Les pays de l'UE ont imposé des mesures punitives au Kosovo après que le gouvernement du Premier ministre Albin Kurti n'a pas entendu les demandes de l'UE et des États-Unis visant à calmer la situation dans le nord du pays après le pire conflit en dix ans. L'UE ne lèvera pas les sanctions politiques et économiques sur le Kosovo à moins que le gouvernement [...]
Ces mesures comprennent l'interdiction des visites de fonctionnaires du Kosovo dans l'UE et la suspension de la majeure partie de l'aide économique de l'UE à la petite république des Balkans, et Bruxelles a mis en garde contre de nouvelles mesures si Kurti ne prend pas de mesures pour réduire les tensions.

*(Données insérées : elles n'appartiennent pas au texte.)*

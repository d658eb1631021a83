//! Wires adapters and services into a runnable research pipeline.

use anyhow::{Context, Result};
use std::sync::Arc;
use tracing::instrument;
use uuid::Uuid;

use crate::adapters::llm::{
    AnswerEvaluationPrompt, AnthropicClient, DecompositionPrompt, FinalSynthesisPrompt,
    LlmPrompted, QueryGenerationPrompt, SearchEvaluationPrompt, SubtaskSynthesisPrompt,
};
use crate::adapters::search::GoogleSearchProvider;
use crate::domain::errors::PlanningResult;
use crate::domain::models::{Config, EventSink, FinalAnswer, OrchestrationConfig};
use crate::domain::ports::{
    AnswerJudge, Decomposer, FinalSynthesizer, LlmClient, QueryGenerator, SearchJudge,
    SearchProvider, SubtaskSynthesizer,
};
use crate::services::{
    EvaluationLevel, QualityEvaluator, SearchExecutor, TaskPlanner, WebSearchOrchestrator,
};

/// Every non-deterministic collaborator the pipeline talks to.
#[derive(Clone)]
pub struct Collaborators {
    /// Splits the question into subtasks
    pub decomposer: Arc<Decomposer>,
    /// Produces each round's search queries
    pub query_generator: Arc<QueryGenerator>,
    /// Judges search coverage
    pub search_judge: Arc<SearchJudge>,
    /// Writes subtask answers
    pub subtask_synthesizer: Arc<SubtaskSynthesizer>,
    /// Judges subtask answers
    pub answer_judge: Arc<AnswerJudge>,
    /// Writes the final answer
    pub final_synthesizer: Arc<FinalSynthesizer>,
    /// Runs web searches
    pub search_provider: Arc<dyn SearchProvider>,
}

impl Collaborators {
    /// Anthropic-backed call sites and Google search.
    pub fn from_config(config: &Config) -> Result<Self> {
        let llm: Arc<dyn LlmClient> = Arc::new(
            AnthropicClient::new(&config.llm).context("Failed to create Anthropic client")?,
        );
        let search = GoogleSearchProvider::new(&config.search)
            .context("Failed to create Google search provider")?;

        Ok(Self {
            decomposer: Arc::new(LlmPrompted::new(Arc::clone(&llm), DecompositionPrompt)),
            query_generator: Arc::new(LlmPrompted::new(Arc::clone(&llm), QueryGenerationPrompt)),
            search_judge: Arc::new(LlmPrompted::new(Arc::clone(&llm), SearchEvaluationPrompt)),
            subtask_synthesizer: Arc::new(LlmPrompted::new(
                Arc::clone(&llm),
                SubtaskSynthesisPrompt,
            )),
            answer_judge: Arc::new(LlmPrompted::new(Arc::clone(&llm), AnswerEvaluationPrompt)),
            final_synthesizer: Arc::new(LlmPrompted::new(llm, FinalSynthesisPrompt)),
            search_provider: Arc::new(search),
        })
    }
}

/// Entry point for answering questions.
///
/// Each call to [`answer`](Self::answer) builds a fresh planner over the shared collaborators,
/// so concurrent questions never share run state.
pub struct ResearchPipeline {
    collaborators: Collaborators,
    orchestration: OrchestrationConfig,
    events: EventSink,
}

impl ResearchPipeline {
    /// Wire the Anthropic and Google adapters described by `config`.
    pub fn from_config(config: &Config) -> Result<Self> {
        Ok(Self::with_collaborators(
            Collaborators::from_config(config)?,
            &config.orchestration,
        ))
    }

    /// Wire arbitrary collaborators, typically stubs in tests.
    pub fn with_collaborators(
        collaborators: Collaborators,
        orchestration: &OrchestrationConfig,
    ) -> Self {
        Self {
            collaborators,
            orchestration: orchestration.clone(),
            events: EventSink::disabled(),
        }
    }

    /// Send progress events to `events`.
    pub fn with_events(mut self, events: EventSink) -> Self {
        self.events = events;
        self
    }

    /// Answer one question. Every log line of the run carries the same `run_id`.
    #[instrument(skip(self, question), fields(run_id = %Uuid::new_v4()))]
    pub async fn answer(&self, question: &str) -> PlanningResult<FinalAnswer> {
        self.planner().answer(question).await
    }

    fn planner(&self) -> TaskPlanner {
        let c = &self.collaborators;
        let orchestrator = WebSearchOrchestrator::new(
            Arc::clone(&c.query_generator),
            SearchExecutor::new(Arc::clone(&c.search_provider)),
            QualityEvaluator::new(Arc::clone(&c.search_judge), EvaluationLevel::Search),
            Arc::clone(&c.subtask_synthesizer),
            QualityEvaluator::new(Arc::clone(&c.answer_judge), EvaluationLevel::Answer),
            &self.orchestration,
        )
        .with_events(self.events.clone());

        TaskPlanner::new(
            Arc::clone(&c.decomposer),
            Arc::new(orchestrator),
            Arc::clone(&c.final_synthesizer),
            &self.orchestration,
        )
        .with_events(self.events.clone())
    }
}
//! Progress notifications emitted while a question is being researched.

use serde::Serialize;
use tokio::sync::mpsc;

use super::answer::SubtaskResult;
use super::subtask::SubtaskId;

/// Events emitted by the planner and the orchestrator runs.
#[derive(Debug, Clone, Serialize)]
#[serde(tag = "event", rename_all = "snake_case")]
pub enum ResearchEvent {
    /// Question decomposed into subtasks.
    Decomposed {
        /// Subtask descriptions in declaration order
        subtasks: Vec<String>,
    },
    /// Orchestrator run started.
    SubtaskStarted {
        /// Subtask being researched
        subtask_id: SubtaskId,
        /// What the subtask asks
        description: String,
    },
    /// One search round joined.
    RoundCompleted {
        /// Subtask the round belongs to
        subtask_id: SubtaskId,
        /// Zero-based round number
        round: u32,
        /// Queries issued this round
        queries: Vec<String>,
        /// Previously unseen URLs found this round
        new_results: usize,
        /// Accumulated results after the merge
        total_results: usize,
    },
    /// Search-level verdict.
    SearchEvaluated {
        /// Subtask being judged
        subtask_id: SubtaskId,
        /// Round whose results were judged
        round: u32,
        /// Verdict
        sufficient: bool,
        /// Judge's justification
        reason: String,
    },
    /// Answer-level verdict.
    AnswerEvaluated {
        /// Subtask being judged
        subtask_id: SubtaskId,
        /// Zero-based synthesis attempt
        attempt: u32,
        /// Verdict
        sufficient: bool,
        /// Judge's justification
        reason: String,
    },
    /// Orchestrator run produced a result.
    SubtaskCompleted {
        /// The finished result
        result: SubtaskResult,
    },
    /// Orchestrator run failed or was aborted.
    SubtaskFailed {
        /// Subtask that failed
        subtask_id: SubtaskId,
        /// Rendered failure
        error: String,
    },
    /// Final answer produced.
    Synthesized {
        /// Subtasks whose answers were merged
        contributing: usize,
        /// Subtasks acknowledged as unresolved
        unresolved: usize,
    },
}

/// Optional, never-blocking sender for [`ResearchEvent`]s.
#[derive(Debug, Clone, Default)]
pub struct EventSink {
    tx: Option<mpsc::UnboundedSender<ResearchEvent>>,
}

impl EventSink {
    /// Send events to `tx`.
    pub const fn new(tx: mpsc::UnboundedSender<ResearchEvent>) -> Self {
        Self { tx: Some(tx) }
    }

    /// A sink that discards every event.
    pub const fn disabled() -> Self {
        Self { tx: None }
    }

    /// Create a sink together with the receiving end.
    pub fn channel() -> (Self, mpsc::UnboundedReceiver<ResearchEvent>) {
        let (tx, rx) = mpsc::unbounded_channel();
        (Self::new(tx), rx)
    }

    /// Send `event`. Never blocks; a closed or disabled sink drops it.
    pub fn emit(&self, event: ResearchEvent) {
        if let Some(tx) = &self.tx {
            // Receiver may be gone; progress is best-effort
            let _ = tx.send(event);
        }
    }
}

Je ne souhaite pas de sanctions. Le but de cette mission, bien sûr, et la discussion que nous avons est d'arriver au stade où ces mesures seront interrompues”, a déclaré Lajcak.
Kurti a souligné dans sa déclaration qu'il a dit à Lajcak que les mesures punitives de l'UE <x0) envers le Kosovo sont injustes et rendent le dialogue asymétrique”.
La violence dans le nord du Kosovo a éclaté à la fin du mois de mai, lorsque les dirigeants albanais de souche ont pris leurs fonctions à la suite d'élections locales boycottées par des Serbes exigeant l'application d'un accord décennal sur une plus grande autonomie.
Lors d'affrontements avec des manifestants serbes, une trentaine de soldats des forces de maintien de la paix de l'OTAN qui protégeaient trois bâtiments municipaux dans le nord du Kosovo ont été grièvement blessés.
Lajcak a déclaré que l'UE veut également que la Serbie, à laquelle les Serbes du nord du Kosovo restent fidèles, quinze ans après la déclaration de l'indépendance du Kosovo, agisse de manière constructive pour atténuer la crise ou faire face à des sanctions.
L'Union européenne a clairement indiqué qu'il y a aussi des sanctions prêtes pour la Serbie et qu'elles seront mises en œuvre si les États membres décident que la Serbie ne répond pas aux exigences de l'UE”, a déclaré Lajcak, qui se trouve aujourd'hui à Belgrade.
Les États-Unis et l'Union européenne, principaux alliés du Kosovo, considèrent surtout que Kurti est responsable des tensions dans le nord, car il a placé quatre maires albanais de souche dans leurs bureaux avec protection policière, malgré les objections des Serbes locaux.